**SOURCE MATERIAL:**
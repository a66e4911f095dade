use clap::{ArgMatches, Command};
use thiserror::Error;

use crate::binding::ArgRecord;
use crate::engine;
use crate::model::{ConstructError, Value, ValueBag, DONT_PASS};
use crate::registry::TypeOverrides;
use crate::resolve::{self, BindError};
use crate::scan::FieldTable;

/// The values flowing into a call: positional values plus keyword values.
///
/// [BoundRecord::collect](struct.BoundRecord.html#method.collect) fills one of
/// these from parsed matches; [BoundRecord::call](struct.BoundRecord.html#method.call)
/// injects the constructed record and hands the rest through to the handler.
#[derive(Debug, Default, PartialEq)]
pub struct CallValues {
    args: Vec<Value>,
    kwargs: Vec<(String, Value)>,
}

impl CallValues {
    /// Append a positional value.
    pub fn push_arg(&mut self, value: Value) {
        self.args.push(value);
    }

    /// Insert a positional value at the front.
    pub fn prepend_arg(&mut self, value: Value) {
        self.args.insert(0, value);
    }

    /// Store a keyword value.
    pub fn insert_kwarg(&mut self, name: impl Into<String>, value: Value) {
        self.kwargs.push((name.into(), value));
    }

    /// Remove and return the keyword value for `name`, if present.
    pub fn pop_kwarg(&mut self, name: &str) -> Option<Value> {
        let index = self.kwargs.iter().position(|(key, _)| key == name)?;
        Some(self.kwargs.remove(index).1)
    }

    /// Look up a keyword value.
    pub fn kwarg(&self, name: &str) -> Option<&Value> {
        self.kwargs
            .iter()
            .find(|(key, _)| key == name)
            .map(|(_, value)| value)
    }

    /// The positional values, in order.
    pub fn args(&self) -> &[Value] {
        &self.args
    }

    /// The keyword values, in insertion order.
    pub fn kwargs(&self) -> &[(String, Value)] {
        &self.kwargs
    }
}

/// Failure at invocation time: either the engine rejected the command line, or
/// the collected values did not construct the record.
#[derive(Debug, Error)]
pub enum InvokeError {
    /// The engine rejected the command line.
    #[error(transparent)]
    Parse(#[from] clap::Error),
    /// The collected values did not construct the record.
    #[error(transparent)]
    Construct(#[from] ConstructError),
}

/// Bind the record type `R`'s fields to command line parameters.
///
/// Resolution runs at [Binder::finish](struct.Binder.html#method.finish):
/// names, parameter types, and requiredness are all settled there, against the
/// type-inference registry as it stands at that moment.
///
/// ### Example
/// ```
/// use recbind_builder::*;
/// use clap::Command;
///
/// struct Config {
///     foo: i64,
/// }
///
/// impl ArgRecord for Config {
///     fn fields() -> Vec<FieldSpec> {
///         vec![FieldSpec::new(
///             "foo",
///             TypeHint::scalar::<i64>(),
///             vec![Metadata::Binding(option())],
///         )]
///     }
///
///     fn construct(values: &mut ValueBag) -> Result<Self, ConstructError> {
///         Ok(Self {
///             foo: match values.take("foo") {
///                 Some(value) => FromValue::from_value(value)
///                     .map_err(|message| ConstructError::invalid("foo", message))?,
///                 None => return Err(ConstructError::missing("foo")),
///             },
///         })
///     }
/// }
///
/// let bound = bind_record::<Config>().finish().unwrap();
/// let command = bound.augment(Command::new("demo")).unwrap();
/// let matches = command
///     .try_get_matches_from(vec!["demo", "--foo", "10"])
///     .unwrap();
/// let config = bound.extract(&matches).unwrap();
/// assert_eq!(config.foo, 10);
/// ```
pub fn bind_record<R: ArgRecord>() -> Binder<R> {
    Binder {
        keyword: None,
        overrides: None,
        factory: None,
    }
}

/// Builder for a [BoundRecord](struct.BoundRecord.html); see [bind_record](fn.bind_record.html).
pub struct Binder<R: ArgRecord> {
    keyword: Option<String>,
    overrides: Option<TypeOverrides>,
    factory: Option<FactoryFn<R>>,
}

type FactoryFn<R> = Box<dyn Fn(&mut ValueBag) -> Result<R, ConstructError>>;

impl<R: ArgRecord> Binder<R> {
    /// Inject the constructed record into calls as the keyword `name` instead
    /// of as the leading positional value.
    pub fn keyword(mut self, name: impl Into<String>) -> Self {
        self.keyword = Some(name.into());
        self
    }

    /// Merge per-binder type inferences on top of the process-wide registry.
    pub fn type_overrides(mut self, overrides: TypeOverrides) -> Self {
        self.overrides = Some(overrides);
        self
    }

    /// Construct the record through `factory` instead of
    /// [ArgRecord::construct](trait.ArgRecord.html#tymethod.construct).
    pub fn factory(
        mut self,
        factory: impl Fn(&mut ValueBag) -> Result<R, ConstructError> + 'static,
    ) -> Self {
        self.factory = Some(Box::new(factory));
        self
    }

    /// Resolve the record's bindings.
    ///
    /// Scans a fresh set of field specs, so binding two commands to the same
    /// record type never shares resolution state.
    pub fn finish(self) -> Result<BoundRecord<R>, BindError> {
        let mut table = FieldTable::scan(R::fields());
        resolve::patch_names(&mut table);
        resolve::patch_types(&mut table, self.overrides.as_ref())?;
        resolve::patch_required(&mut table)?;
        Ok(BoundRecord {
            table,
            keyword: self.keyword,
            factory: self.factory,
        })
    }
}

/// A record type with fully resolved parameter bindings, ready to augment a
/// command and to reconstruct records from its matches.
pub struct BoundRecord<R: ArgRecord> {
    table: FieldTable,
    keyword: Option<String>,
    factory: Option<FactoryFn<R>>,
}

impl<R: ArgRecord> std::fmt::Debug for BoundRecord<R> {
    fn fmt(&self, f: &mut std::fmt::Formatter<'_>) -> std::fmt::Result {
        f.debug_struct("BoundRecord")
            .field("table", &self.table)
            .field("keyword", &self.keyword)
            .field("factory", &self.factory.as_ref().map(|_| ".."))
            .finish()
    }
}

impl<R: ArgRecord> BoundRecord<R> {
    /// The resolved field table.
    pub fn table(&self) -> &FieldTable {
        &self.table
    }

    /// Add one parameter per bound field to `command`.
    pub fn augment(&self, command: Command) -> Result<Command, BindError> {
        engine::augment(&self.table, command)
    }

    /// Collect parsed matches into call values, converting raw tokens via each
    /// binding's parameter type. Parameters outside the bound fields pass
    /// through as extra keyword values.
    pub fn collect(&self, matches: &ArgMatches) -> Result<CallValues, clap::Error> {
        engine::collect(&self.table, matches)
    }

    /// Construct the record, consuming its fields out of `values`.
    ///
    /// Sentinel values are dropped rather than passed, so the record's own
    /// defaults apply to omitted parameters.
    pub fn construct(&self, values: &mut CallValues) -> Result<R, ConstructError> {
        let mut bag = ValueBag::default();
        for name in self.table.names() {
            let value = values.pop_kwarg(name).unwrap_or(DONT_PASS);
            if !value.is_dont_pass() {
                bag.insert(name, value);
            }
        }
        match &self.factory {
            Some(factory) => factory(&mut bag),
            None => R::construct(&mut bag),
        }
    }

    /// Construct the record, inject it into `values` (positionally, or under
    /// the configured keyword), and invoke the handler with what remains.
    pub fn call<T>(
        &self,
        mut values: CallValues,
        handler: impl FnOnce(CallValues) -> T,
    ) -> Result<T, ConstructError> {
        let record = self.construct(&mut values)?;
        match &self.keyword {
            Some(keyword) => values.insert_kwarg(keyword.clone(), Value::record(record)),
            None => values.prepend_arg(Value::record(record)),
        }
        Ok(handler(values))
    }

    /// Collect and construct in one step, for callers that only want the record.
    pub fn extract(&self, matches: &ArgMatches) -> Result<R, InvokeError> {
        let mut values = self.collect(matches)?;
        Ok(self.construct(&mut values)?)
    }
}

#[cfg(test)]
mod tests {
    use super::*;
    use crate::binding::{option, FieldSpec, Metadata};
    use crate::model::{FromValue, TypeHint};

    #[derive(Debug, PartialEq)]
    struct Config {
        foo: i64,
        quiet: Option<bool>,
    }

    impl ArgRecord for Config {
        fn fields() -> Vec<FieldSpec> {
            vec![
                FieldSpec::new(
                    "foo",
                    TypeHint::scalar::<i64>(),
                    vec![Metadata::Binding(option())],
                ),
                FieldSpec::new(
                    "quiet",
                    TypeHint::optional(TypeHint::scalar::<bool>()),
                    vec![Metadata::Binding(option().flag())],
                ),
            ]
        }

        fn construct(values: &mut ValueBag) -> Result<Self, ConstructError> {
            Ok(Self {
                foo: match values.take("foo") {
                    Some(value) => FromValue::from_value(value)
                        .map_err(|message| ConstructError::invalid("foo", message))?,
                    None => return Err(ConstructError::missing("foo")),
                },
                quiet: match values.take("quiet") {
                    Some(value) => FromValue::from_value(value)
                        .map_err(|message| ConstructError::invalid("quiet", message))?,
                    None => None,
                },
            })
        }
    }

    fn matches_of(bound: &BoundRecord<Config>, cli: Vec<&str>) -> ArgMatches {
        bound
            .augment(Command::new("test").no_binary_name(true))
            .unwrap()
            .try_get_matches_from(cli)
            .unwrap()
    }

    #[test]
    fn extract_record() {
        // Setup
        let bound = bind_record::<Config>().finish().unwrap();
        let matches = matches_of(&bound, vec!["--foo", "10", "--quiet"]);

        // Execute
        let config = bound.extract(&matches).unwrap();

        // Verify
        assert_eq!(
            config,
            Config {
                foo: 10,
                quiet: Some(true),
            }
        );
    }

    #[test]
    fn construct_missing_field() {
        // Setup
        let bound = bind_record::<Config>().finish().unwrap();
        let mut values = CallValues::default();

        // Execute
        let error = bound.construct(&mut values).unwrap_err();

        // Verify
        assert_matches!(error, ConstructError::MissingField { field: "foo" });
    }

    #[test]
    fn call_injects_positionally() {
        // Setup
        let bound = bind_record::<Config>().finish().unwrap();
        let matches = matches_of(&bound, vec!["--foo", "10"]);
        let values = bound.collect(&matches).unwrap();

        // Execute
        let observed = bound
            .call(values, |values| {
                let config: &Config = values.args()[0].downcast_record().unwrap();
                config.foo
            })
            .unwrap();

        // Verify
        assert_eq!(observed, 10);
    }

    #[test]
    fn call_injects_keyword() {
        // Setup
        let bound = bind_record::<Config>().keyword("cfg").finish().unwrap();
        let matches = matches_of(&bound, vec!["--foo", "10"]);
        let values = bound.collect(&matches).unwrap();

        // Execute
        let observed = bound
            .call(values, |values| {
                assert!(values.args().is_empty());
                let config: &Config = values.kwarg("cfg").unwrap().downcast_record().unwrap();
                config.foo
            })
            .unwrap();

        // Verify
        assert_eq!(observed, 10);
    }

    #[test]
    fn call_passes_extras_through() {
        // Setup
        let bound = bind_record::<Config>().finish().unwrap();
        let matches = bound
            .augment(Command::new("test").no_binary_name(true))
            .unwrap()
            .arg(clap::Arg::new("extra").long("extra"))
            .try_get_matches_from(vec!["--foo", "10", "--extra", "abc"])
            .unwrap();
        let values = bound.collect(&matches).unwrap();

        // Execute & verify: the record's fields are consumed, the extra is not.
        bound
            .call(values, |values| {
                assert_eq!(
                    values.kwarg("extra"),
                    Some(&Value::Text("abc".to_string()))
                );
                assert!(values.kwarg("foo").is_none());
            })
            .unwrap();
    }

    #[test]
    fn factory_construction() {
        // Setup
        let bound = bind_record::<Config>()
            .factory(|values| {
                let foo: i64 = match values.take("foo") {
                    Some(value) => FromValue::from_value(value)
                        .map_err(|message| ConstructError::invalid("foo", message))?,
                    None => 0,
                };
                Ok(Config {
                    foo: foo * 2,
                    quiet: None,
                })
            })
            .finish()
            .unwrap();
        let matches = matches_of(&bound, vec!["--foo", "10"]);

        // Execute
        let config = bound.extract(&matches).unwrap();

        // Verify
        assert_eq!(config.foo, 20);
    }

    #[test]
    fn bind_twice_no_shared_state() {
        // Setup
        let first = bind_record::<Config>().finish().unwrap();
        let second = bind_record::<Config>().finish().unwrap();

        // Verify: each resolution names the parameters independently.
        assert_eq!(
            first.table().binding("foo").unwrap().args(),
            second.table().binding("foo").unwrap().args(),
        );
        assert_eq!(
            first.table().binding("foo").unwrap().args(),
            &["foo".to_string(), "--foo".to_string()]
        );
    }
}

**DESCRIPTION OF THE TASK:** With "rejected" as the word to match, copy each line of the records that has it.

**RESPONSE TO THIS TASK:**
/// Failure at invocation time: either the engine rejected the command line, or
    /// The engine rejected the command line.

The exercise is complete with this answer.